When It comes to WAR, nobody is more valuable than Trout. He's a Hall of Famer the moment that he steps on the field for his tenth season next year, but what has made him so special?
The greatest website in existence is a tie between SportsCastr and Tecmo Hole, but in second place, lives Baseball Savant. Baseball Savant is the home of Statcast on the internet. For those of you who don't know, Statcast is the next evolution in baseball statistics. Exit Velocity and Launch Angle help determine the Expected Stats on offense, and Spin Rate is an awesome tracker for pitchers. Unsurprisingly, Trout dominates the Statcast leaderboards, as shown here by many of his pertinent Statcast numbers being in the Top Percentiles of the league.
Another thing that Baseball Savant does is it has a register of the Statcast numbers AND video of every single pitch. This is where my stream comes in, here is a breakdown of a few awesome Mike Trout plate appearances and a look at Trout's Statcast hot zones.
When you're the best player in baseball, you're simply just able to do stuff that others can't, am I right...

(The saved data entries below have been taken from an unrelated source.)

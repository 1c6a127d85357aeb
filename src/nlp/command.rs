//! Keyword parser for dashboard commands such as
//! "gráfico de precio próximos 14 días" or "RSI histórico en 2023".

use once_cell::sync::Lazy;
use regex::Regex;
use serde::{Deserialize, Serialize};

/// Quantity the user asks about
#[derive(Debug, Clone, Copy, PartialEq, Eq, Serialize, Deserialize)]
#[serde(rename_all = "snake_case")]
pub enum Metric {
    Price,
    Volume,
    Rsi,
    Sma,
    Macd,
    Volatility,
}

impl Metric {
    pub fn as_str(&self) -> &'static str {
        match self {
            Metric::Price => "price",
            Metric::Volume => "volume",
            Metric::Rsi => "rsi",
            Metric::Sma => "sma",
            Metric::Macd => "macd",
            Metric::Volatility => "volatility",
        }
    }
}

/// What kind of answer the command expects
#[derive(Debug, Clone, Copy, PartialEq, Eq, Serialize, Deserialize)]
#[serde(rename_all = "snake_case")]
pub enum RequestKind {
    Prediction,
    Indicator,
    Historical,
}

/// Trailing window in days, or a calendar year
#[derive(Debug, Clone, Copy, PartialEq, Eq, Serialize, Deserialize)]
#[serde(untagged)]
pub enum Period {
    Days(u32),
    Year { year: i32 },
}

impl Period {
    pub fn label(&self) -> String {
        match self {
            Period::Days(days) => format!("{} días", days),
            Period::Year { year } => format!("Año {}", year),
        }
    }
}

#[derive(Debug, Clone, Copy, PartialEq, Eq, Serialize, Deserialize)]
#[serde(rename_all = "snake_case")]
pub enum Visualization {
    Line,
    Bar,
    Candlestick,
}

/// Result of [`parse_command`]
#[derive(Debug, Clone, PartialEq, Serialize, Deserialize)]
pub struct ParsedCommand {
    pub metric: Metric,
    #[serde(rename = "type")]
    pub kind: RequestKind,
    pub period: Period,
    /// Horizon named in the text; `None` leaves it to the caller's default
    pub forecast_days: Option<u32>,
    pub visualization: Visualization,
    pub confidence: f64,
}

/// Commands scored below this are rejected as not understood
pub const MIN_CONFIDENCE: f64 = 0.2;

const BASE_CONFIDENCE: f64 = 0.3;
const METRIC_BONUS: f64 = 0.2;

const PREDICTION_WORDS: &[&str] = &["próximo", "futuro", "predice", "va a", "será", "predicción"];
const HISTORICAL_WORDS: &[&str] = &["histórico", "pasado", "era", "fue"];
const INDICATOR_WORDS: &[&str] = &["rsi", "sma", "macd", "bollinger", "volatilidad", "atr"];

// Checked in order, first match wins
const METRIC_WORDS: &[(Metric, &[&str])] = &[
    (Metric::Price, &["precio", "cierre", "close", "costo"]),
    (Metric::Volume, &["volumen", "volume"]),
    (Metric::Rsi, &["rsi", "fortaleza"]),
    (Metric::Sma, &["sma", "media móvil", "promedio"]),
    (Metric::Macd, &["macd", "convergencia"]),
    (Metric::Volatility, &["volatilidad", "volatility"]),
];

// "últimos ..." shortcuts, checked in order
const TRAILING_SHORTCUTS: &[(&[&str], u32)] = &[
    (&["7", "semana"], 7),
    (&["14"], 14),
    (&["30", "mes"], 30),
    (&["90", "trimestre"], 90),
    (&["365", "año"], 365),
];

const FIRST_YEAR: i32 = 2020;
const LAST_YEAR: i32 = 2025;

static PERIOD_RE: Lazy<Regex> = Lazy::new(|| {
    Regex::new(r"([0-9]+)\s*(días?|d\b|semanas?|meses?|años?)").expect("valid period regex")
});

fn contains_any(text: &str, words: &[&str]) -> bool {
    words.iter().any(|w| text.contains(w))
}

/// Map a Spanish command onto metric, request kind, period and chart type.
///
/// Matching is substring based on the lowercased input; the confidence grows
/// with each recognised element and is capped at 1.
pub fn parse_command(input: &str) -> ParsedCommand {
    let text = input.trim().to_lowercase();

    let mut parsed = ParsedCommand {
        metric: Metric::Price,
        kind: RequestKind::Historical,
        period: Period::Days(30),
        forecast_days: None,
        visualization: Visualization::Line,
        confidence: BASE_CONFIDENCE,
    };

    if contains_any(&text, PREDICTION_WORDS) {
        parsed.kind = RequestKind::Prediction;
        parsed.confidence = 0.7;
    } else if contains_any(&text, HISTORICAL_WORDS) {
        parsed.kind = RequestKind::Historical;
        parsed.confidence = 0.7;
    } else if contains_any(&text, INDICATOR_WORDS) {
        parsed.kind = RequestKind::Indicator;
        parsed.confidence = 0.8;
    }

    if let Some((metric, _)) = METRIC_WORDS.iter().find(|(_, words)| contains_any(&text, words)) {
        parsed.metric = *metric;
        parsed.confidence += METRIC_BONUS;
    }

    if let Some(caps) = PERIOD_RE.captures(&text) {
        if let Ok(num) = caps[1].parse::<u32>() {
            let unit = &caps[2];
            let days = if unit.starts_with('d') {
                Some(num)
            } else if unit.starts_with("semana") {
                Some(num.saturating_mul(7))
            } else if unit.starts_with("mes") {
                Some(num.saturating_mul(30))
            } else {
                // a year too large for i32 is ignored
                if let Ok(n) = i32::try_from(num) {
                    let year = if n < 100 { 2000 + n } else { n };
                    parsed.period = Period::Year { year };
                }
                None
            };
            if let Some(days) = days {
                parsed.period = Period::Days(days);
                parsed.forecast_days = Some(days);
            }
        }
    }

    if text.contains("últimos") || text.contains("últimas") {
        if let Some((_, days)) = TRAILING_SHORTCUTS.iter().find(|(words, _)| contains_any(&text, words)) {
            parsed.period = Period::Days(*days);
            parsed.forecast_days = Some(*days);
        }
    }

    if let Some(year) = (FIRST_YEAR..=LAST_YEAR).find(|y| text.contains(&y.to_string())) {
        parsed.period = Period::Year { year };
    }

    if text.contains("barras") || text.contains("bar") {
        parsed.visualization = Visualization::Bar;
    } else if text.contains("velas") || text.contains("candlestick") {
        parsed.visualization = Visualization::Candlestick;
    }

    parsed.confidence = parsed.confidence.min(1.0);
    parsed
}
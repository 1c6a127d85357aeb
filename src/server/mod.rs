//! HTTP front ends.
//!
//! - [`dashboard`]: the analysis pipeline behind `POST /analyze`
//! - [`query_api`]: free-text queries returning chart records (`/api/predict`)
//! - [`functions`]: stateless handlers for single-row predictions and feedback

pub mod dashboard;
pub mod error;
pub mod functions;
pub mod query_api;

use std::net::SocketAddr;

use axum::Router;
use tower_http::cors::{Any, CorsLayer};
use tower_http::trace::TraceLayer;
use tracing::info;

pub use error::ApiError;

/// Any origin, method and header
pub fn cors() -> CorsLayer {
    CorsLayer::new().allow_origin(Any).allow_methods(Any).allow_headers(Any)
}

/// Bind `addr` and serve `app` with request tracing until the process stops
pub async fn serve(app: Router, addr: SocketAddr, name: &str) -> std::io::Result<()> {
    let app = app.layer(TraceLayer::new_for_http());
    let listener = tokio::net::TcpListener::bind(addr).await?;
    info!("{} listening on http://{}", name, addr);
    axum::serve(listener, app).await
}
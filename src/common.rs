//! Series helpers shared by the indicator modules.
//!
//! Series are `Vec<f64>` aligned with their input; undefined positions hold NaN.

/// A series of `len` undefined values
pub fn nan_vec(len: usize) -> Vec<f64> {
    vec![f64::NAN; len]
}

/// Arithmetic mean, NaN for an empty slice
pub fn mean(values: &[f64]) -> f64 {
    match values.len() {
        0 => f64::NAN,
        n => values.iter().sum::<f64>() / n as f64,
    }
}

/// Largest defined value (`-inf` when there is none)
pub fn max(values: &[f64]) -> f64 {
    values.iter().copied().filter(|v| !v.is_nan()).fold(f64::NEG_INFINITY, f64::max)
}

/// Smallest defined value (`inf` when there is none)
pub fn min(values: &[f64]) -> f64 {
    values.iter().copied().filter(|v| !v.is_nan()).fold(f64::INFINITY, f64::min)
}

fn squared_deviations(values: &[f64]) -> f64 {
    let m = mean(values);
    values.iter().map(|x| (x - m) * (x - m)).sum()
}

/// Standard deviation with `ddof = 0`
pub fn population_std(values: &[f64]) -> f64 {
    if values.is_empty() {
        return f64::NAN;
    }
    (squared_deviations(values) / values.len() as f64).sqrt()
}

/// Standard deviation with `ddof = 1`; NaN below two values
pub fn sample_std(values: &[f64]) -> f64 {
    if values.len() < 2 {
        return f64::NAN;
    }
    (squared_deviations(values) / (values.len() - 1) as f64).sqrt()
}

/// `f` over each trailing window of `period` values.
/// Positions before the first full window, and windows holding a NaN, stay NaN.
pub fn rolling<F>(values: &[f64], period: usize, f: F) -> Vec<f64>
where
    F: Fn(&[f64]) -> f64,
{
    let mut result = nan_vec(values.len());
    if period == 0 {
        return result;
    }
    for (end, window) in values.windows(period).enumerate() {
        if window.iter().all(|v| !v.is_nan()) {
            result[end + period - 1] = f(window);
        }
    }
    result
}

/// Successive differences, one shorter than the input
pub fn diff(values: &[f64]) -> Vec<f64> {
    values.windows(2).map(|w| w[1] - w[0]).collect()
}

/// Simple returns aligned with the input; the first position and any
/// change from a zero price are NaN
pub fn pct_change(values: &[f64]) -> Vec<f64> {
    let mut result = nan_vec(values.len());
    for (i, w) in values.windows(2).enumerate() {
        if w[0] != 0.0 {
            result[i + 1] = (w[1] - w[0]) / w[0];
        }
    }
    result
}

/// Split changes into non-negative gains and losses
pub fn gains_losses(changes: &[f64]) -> (Vec<f64>, Vec<f64>) {
    changes.iter().map(|&c| (c.max(0.0), (-c).max(0.0))).unzip()
}

pub fn last_valid(values: &[f64]) -> Option<f64> {
    values.iter().rev().find(|v| !v.is_nan()).copied()
}
//! Application Layer
//!
//! Ports through which the session reaches external collaborators.

pub mod ports;

pub use ports::*;
//! Token Provider Port (Driven Port)
//!
//! What the REST executor and streaming client need from authentication:
//! make sure a valid access token exists, and hand it out.

use std::sync::atomic::{AtomicUsize, Ordering};

use async_trait::async_trait;
use parking_lot::Mutex;

/// Port for obtaining bearer tokens.
#[async_trait]
pub trait TokenProviderPort: Send + Sync {
    /// Ensure a valid access token is held, refreshing when needed or when
    /// `force_refresh` is set. Returns false if no valid token could be
    /// obtained.
    async fn authenticate(&self, force_refresh: bool) -> bool;

    /// The current access token, if any.
    fn access_token(&self) -> Option<String>;
}

/// Provider that hands out fixed tokens. Each forced refresh advances to the
/// next token in the list and stays on the last one.
#[derive(Debug)]
pub struct StaticTokenProvider {
    tokens: Vec<String>,
    current: Mutex<usize>,
    forced_refreshes: AtomicUsize,
    fail: bool,
}

impl StaticTokenProvider {
    /// Provider that always returns `token`.
    #[must_use]
    pub fn new(token: impl Into<String>) -> Self {
        Self::sequence([token.into()])
    }

    /// Provider rotating through `tokens` on forced refresh.
    #[must_use]
    pub fn sequence<I, S>(tokens: I) -> Self
    where
        I: IntoIterator<Item = S>,
        S: Into<String>,
    {
        Self {
            tokens: tokens.into_iter().map(Into::into).collect(),
            current: Mutex::new(0),
            forced_refreshes: AtomicUsize::new(0),
            fail: false,
        }
    }

    /// Provider whose authentication always fails.
    #[must_use]
    pub fn failing() -> Self {
        Self {
            fail: true,
            ..Self::sequence(Vec::<String>::new())
        }
    }

    /// Number of `authenticate(true)` calls so far.
    #[must_use]
    pub fn forced_refreshes(&self) -> usize {
        self.forced_refreshes.load(Ordering::SeqCst)
    }
}

#[async_trait]
impl TokenProviderPort for StaticTokenProvider {
    async fn authenticate(&self, force_refresh: bool) -> bool {
        if self.fail || self.tokens.is_empty() {
            return false;
        }
        if force_refresh {
            self.forced_refreshes.fetch_add(1, Ordering::SeqCst);
            let mut current = self.current.lock();
            *current = (*current + 1).min(self.tokens.len() - 1);
        }
        true
    }

    fn access_token(&self) -> Option<String> {
        self.tokens.get(*self.current.lock()).cloned()
    }
}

Mike Trout is special, and in our time, he's unparalleled. We should be cherishing this man a lot more than we do. The Angels are sure to be an exciting team in 2020 with Trout, two way star Shohei Ohtani (who I might write something about soon), free agent signing Anthony Rendon, the vacuum Andrelton Simmons, and the rotten corpse of Albert Pujols being trotted out every day because his contract is too expensive to shed. But then again, maybe it's a good thing that Trout flies under the radar despite everybody knowing he's the best, maybe he wouldn't be the best if he knew he was being marketed like LeBron James or Tiger Woods. Point being is that we should appreciate Mike Trout for who he is, a baseball god, and nothing else.